### Exercise data
//! String columns.
//!
//! Values are UTF-8 byte strings in binary leaves. An optional
//! [`StringIndex`] is kept in step with every mutation.

use std::sync::Arc;

use strata_alloc::Allocator;
use strata_common::{Ref, Result, NOT_FOUND, NPOS};

use crate::array_binary::ArrayBinary;
use crate::write::ArrayWriter;

use super::{BpTree, StringIndex};

/// A column of strings.
pub struct StringColumn {
    tree: BpTree<ArrayBinary>,
    index: Option<StringIndex>,
}

impl StringColumn {
    pub fn create(alloc: &Arc<dyn Allocator>, max_node_size: usize) -> Result<Self> {
        Ok(Self {
            tree: BpTree::create(alloc, max_node_size)?,
            index: None,
        })
    }

    pub fn from_ref(alloc: &Arc<dyn Allocator>, ref_: Ref, max_node_size: usize) -> Self {
        Self {
            tree: BpTree::from_ref(alloc, ref_, max_node_size),
            index: None,
        }
    }

    pub fn tree(&self) -> &BpTree<ArrayBinary> {
        &self.tree
    }

    pub fn get_ref(&self) -> Ref {
        self.tree.get_ref()
    }

    pub fn size(&self) -> usize {
        self.tree.size()
    }

    pub fn is_empty(&self) -> bool {
        self.tree.is_empty()
    }

    pub fn get(&self, ndx: usize) -> String {
        String::from_utf8_lossy(&self.tree.get(ndx)).into_owned()
    }

    pub fn set(&mut self, ndx: usize, value: &str) -> Result<()> {
        if let Some(index) = self.index.as_mut() {
            let old = String::from_utf8_lossy(&self.tree.get(ndx)).into_owned();
            index.set(ndx, &old, value);
        }
        self.tree.set(ndx, value.as_bytes().to_vec())
    }

    pub fn insert(&mut self, ndx: usize, value: &str) -> Result<()> {
        let size = self.size();
        let row = if ndx == NPOS { size } else { ndx };
        self.tree.insert(row, value.as_bytes().to_vec())?;
        if let Some(index) = self.index.as_mut() {
            index.insert(row, value, row == size);
        }
        Ok(())
    }

    pub fn add(&mut self, value: &str) -> Result<()> {
        self.insert(NPOS, value)
    }

    pub fn erase(&mut self, ndx: usize) -> Result<()> {
        if self.index.is_some() {
            let old = self.get(ndx);
            let is_last = ndx + 1 == self.size();
            if let Some(index) = self.index.as_mut() {
                index.erase(ndx, &old, is_last);
            }
        }
        self.tree.erase(ndx)
    }

    pub fn clear(&mut self) -> Result<()> {
        if let Some(index) = self.index.as_mut() {
            index.clear();
        }
        self.tree.clear()
    }

    pub fn destroy(&mut self) {
        self.tree.destroy();
    }

    pub fn leaf_at(&self, ndx: usize) -> (ArrayBinary, usize) {
        self.tree.leaf_at(ndx)
    }

    pub fn write(&self, writer: &mut dyn ArrayWriter) -> Result<Ref> {
        self.tree.write(writer)
    }

    // ===== Search index =====

    /// Builds a search index over the current values.
    pub fn add_search_index(&mut self) {
        let values: Vec<String> = (0..self.size()).map(|i| self.get(i)).collect();
        self.index = Some(StringIndex::build(values.iter().enumerate().map(|(i, v)| (i, v.as_str()))));
    }

    pub fn remove_search_index(&mut self) {
        self.index = None;
    }

    pub fn has_search_index(&self) -> bool {
        self.index.is_some()
    }

    pub fn search_index(&self) -> Option<&StringIndex> {
        self.index.as_ref()
    }

    pub(crate) fn take_search_index(&mut self) -> Option<StringIndex> {
        self.index.take()
    }

    // ===== Search =====

    /// First row in `[start, end)` holding `value`, or `NOT_FOUND`.
    pub fn find_first(&self, value: &str, start: usize, end: usize) -> usize {
        let end = if end == NPOS { self.size() } else { end.min(self.size()) };
        if let Some(index) = &self.index {
            let rows = index.find_all(value);
            let pos = rows.partition_point(|&r| r < start);
            return match rows.get(pos) {
                Some(&r) if r < end => r,
                _ => NOT_FOUND,
            };
        }
        let needle = value.as_bytes();
        let mut found = NOT_FOUND;
        if start < end {
            self.tree.visit_leaves(start, |leaf, offset| {
                let s = start.saturating_sub(offset);
                let e = (end - offset).min(leaf.size());
                let i = leaf.find_first(needle, s, e);
                if i != NOT_FOUND {
                    found = offset + i;
                    return false;
                }
                offset + leaf.size() < end
            });
        }
        found
    }

    /// Every row in `[start, end)` holding `value`.
    pub fn find_all(&self, value: &str, start: usize, end: usize) -> Vec<usize> {
        let end = if end == NPOS { self.size() } else { end.min(self.size()) };
        if let Some(index) = &self.index {
            return index.find_all(value).iter().copied().filter(|&r| r >= start && r < end).collect();
        }
        let needle = value.as_bytes();
        let mut out = Vec::new();
        if start < end {
            self.tree.visit_leaves(start, |leaf, offset| {
                let s = start.saturating_sub(offset);
                let e = (end - offset).min(leaf.size());
                out.extend((s..e).filter(|&i| leaf.get(i) == needle).map(|i| offset + i));
                offset + leaf.size() < end
            });
        }
        out
    }

    pub fn count(&self, value: &str) -> usize {
        match &self.index {
            Some(index) => index.count(value),
            None => self.find_all(value, 0, NPOS).len(),
        }
    }
}
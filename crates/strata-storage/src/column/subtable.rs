//! Subtable columns.

use std::sync::Arc;

use strata_alloc::Allocator;
use strata_common::{Result, StorageConfig};

use crate::table::{ColumnSpec, Table};

/// A column whose cells are tables sharing one schema.
///
/// A cell is degenerate (`None`) until its table is first requested for
/// writing.
pub struct SubtableColumn {
    alloc: Arc<dyn Allocator>,
    config: StorageConfig,
    spec: Vec<ColumnSpec>,
    tables: Vec<Option<Table>>,
}

impl SubtableColumn {
    pub fn new(alloc: &Arc<dyn Allocator>, config: StorageConfig, spec: Vec<ColumnSpec>) -> Self {
        Self {
            alloc: Arc::clone(alloc),
            config,
            spec,
            tables: Vec::new(),
        }
    }

    /// Schema shared by every subtable.
    pub fn spec(&self) -> &[ColumnSpec] {
        &self.spec
    }

    pub fn size(&self) -> usize {
        self.tables.len()
    }

    pub fn is_empty(&self) -> bool {
        self.tables.is_empty()
    }

    /// Subtable at `row`, or `None` if it was never created.
    pub fn get(&self, row: usize) -> Option<&Table> {
        self.tables[row].as_ref()
    }

    /// Subtable at `row`, created empty on first use.
    pub fn get_or_create(&mut self, row: usize) -> Result<&mut Table> {
        let table = match self.tables[row].take() {
            Some(table) => table,
            None => Table::with_spec(&self.alloc, self.config, &self.spec)?,
        };
        Ok(self.tables[row].insert(table))
    }

    /// Inserts a degenerate cell.
    pub fn insert(&mut self, row: usize) {
        self.tables.insert(row, None);
    }

    pub fn erase(&mut self, row: usize) {
        if let Some(mut table) = self.tables.remove(row) {
            table.destroy();
        }
    }

    pub fn clear(&mut self) {
        for mut table in self.tables.drain(..).flatten() {
            table.destroy();
        }
    }

    pub fn destroy(&mut self) {
        self.clear();
    }
}
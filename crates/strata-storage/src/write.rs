//! Node tree serialization.
//!
//! `Array::write` emits a node and, when deep, every node it references,
//! children first. Refs in the written parent are replaced by the positions
//! the writer returned for the children, so the output is a self-contained
//! image that can be attached read-only.
//!
//! ```text
//! +------------+---------+---------+-----+---------+------------+
//! | header 24B | node    | node    | ... | root    | footer 24B |
//! +------------+---------+---------+-----+---------+------------+
//!              ^ first position = 24
//! ```

use std::path::Path;

use bytes::{BufMut, BytesMut};
use strata_alloc::{frame_image, FileHeader};
use strata_common::{is_ref_value, to_ref, Ref, Result};
use tracing::debug;

use crate::array::header::{calc_byte_size, NodeHeader};
use crate::array::width::setter_for;
use crate::array::{bit_width, Array, WidthType, HEADER_SIZE};

/// Sink for serialized nodes.
pub trait ArrayWriter {
    /// Appends one complete node (header included) and returns its
    /// position. Positions are 8-aligned.
    fn write_array(&mut self, node: &[u8]) -> Result<Ref>;
}

/// Collects nodes in memory, positioned after the file header.
#[derive(Debug, Default)]
pub struct MemoryArrayWriter {
    buf: BytesMut,
}

impl MemoryArrayWriter {
    pub fn new() -> Self {
        Self::default()
    }

    /// Position the next node will be written at.
    pub fn position(&self) -> Ref {
        FileHeader::SIZE + self.buf.len()
    }

    /// Node bytes written so far.
    pub fn nodes(&self) -> &[u8] {
        &self.buf
    }

    /// Frames the nodes into a complete file image rooted at `top_ref`.
    pub fn into_image(self, top_ref: Ref) -> Vec<u8> {
        frame_image(&self.buf, top_ref)
    }
}

impl ArrayWriter for MemoryArrayWriter {
    fn write_array(&mut self, node: &[u8]) -> Result<Ref> {
        let pos = self.position();
        self.buf.extend_from_slice(node);
        let padding = node.len().next_multiple_of(8) - node.len();
        self.buf.put_bytes(0, padding);
        Ok(pos)
    }
}

impl Array {
    /// Writes this node, and with `deep` every subtree it references.
    ///
    /// Returns the node's position in the writer.
    pub fn write(&self, writer: &mut dyn ArrayWriter, deep: bool) -> Result<Ref> {
        if !deep || !self.has_refs() {
            let used = self.byte_size();
            let mut node = vec![0u8; used];
            // SAFETY: the node covers byte_size bytes from its header.
            unsafe { std::ptr::copy_nonoverlapping(self.header_ptr(), node.as_mut_ptr(), used) };
            let mut header = NodeHeader::from_bytes(&node);
            header.capacity = used;
            node[..HEADER_SIZE].copy_from_slice(&header.to_bytes());
            return writer.write_array(&node);
        }

        let mut values = Vec::with_capacity(self.size());
        for i in 0..self.size() {
            let v = self.get(i);
            if is_ref_value(v) {
                let child = Array::from_ref(self.get_alloc(), to_ref(v));
                values.push(child.write(writer, deep)? as i64);
            } else {
                values.push(v);
            }
        }
        let node = encode_node(self.is_inner_bptree_node(), self.context_flag(), &values);
        writer.write_array(&node)
    }
}

/// Writes a `has_refs` node whose slots are the already written `children`.
pub fn write_ref_node(writer: &mut dyn ArrayWriter, children: &[Ref]) -> Result<Ref> {
    let values: Vec<i64> = children.iter().map(|&r| r as i64).collect();
    writer.write_array(&encode_node(false, false, &values))
}

/// Packs `values` at their minimum width into a `has_refs` node.
fn encode_node(is_inner_bptree_node: bool, context_flag: bool, values: &[i64]) -> Vec<u8> {
    let width = values.iter().map(|&v| bit_width(v)).max().unwrap_or(0);
    let used = calc_byte_size(values.len(), width, WidthType::Bits);
    let header = NodeHeader {
        is_inner_bptree_node,
        has_refs: true,
        context_flag,
        wtype: WidthType::Bits,
        width,
        size: values.len(),
        capacity: used,
    };
    let mut node = vec![0u8; used];
    node[..HEADER_SIZE].copy_from_slice(&header.to_bytes());
    let set = setter_for(width);
    let data = node[HEADER_SIZE..].as_mut_ptr();
    for (i, &v) in values.iter().enumerate() {
        // SAFETY: the buffer holds `values.len()` elements at `width`.
        unsafe { set(data, i, v) };
    }
    node
}

/// Writes the tree rooted at `root` into a single-root file at `path`.
pub fn write_to_file(path: impl AsRef<Path>, root: &Array) -> Result<()> {
    let mut writer = MemoryArrayWriter::new();
    let top_ref = root.write(&mut writer, true)?;
    let image = writer.into_image(top_ref);
    std::fs::write(path.as_ref(), &image)?;
    debug!(path = %path.as_ref().display(), top_ref, bytes = image.len(), "wrote file");
    Ok(())
}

### Task details
Count how many lines of the listing include "impl". Nothing but the number is wanted.

### Reply to the exercise
6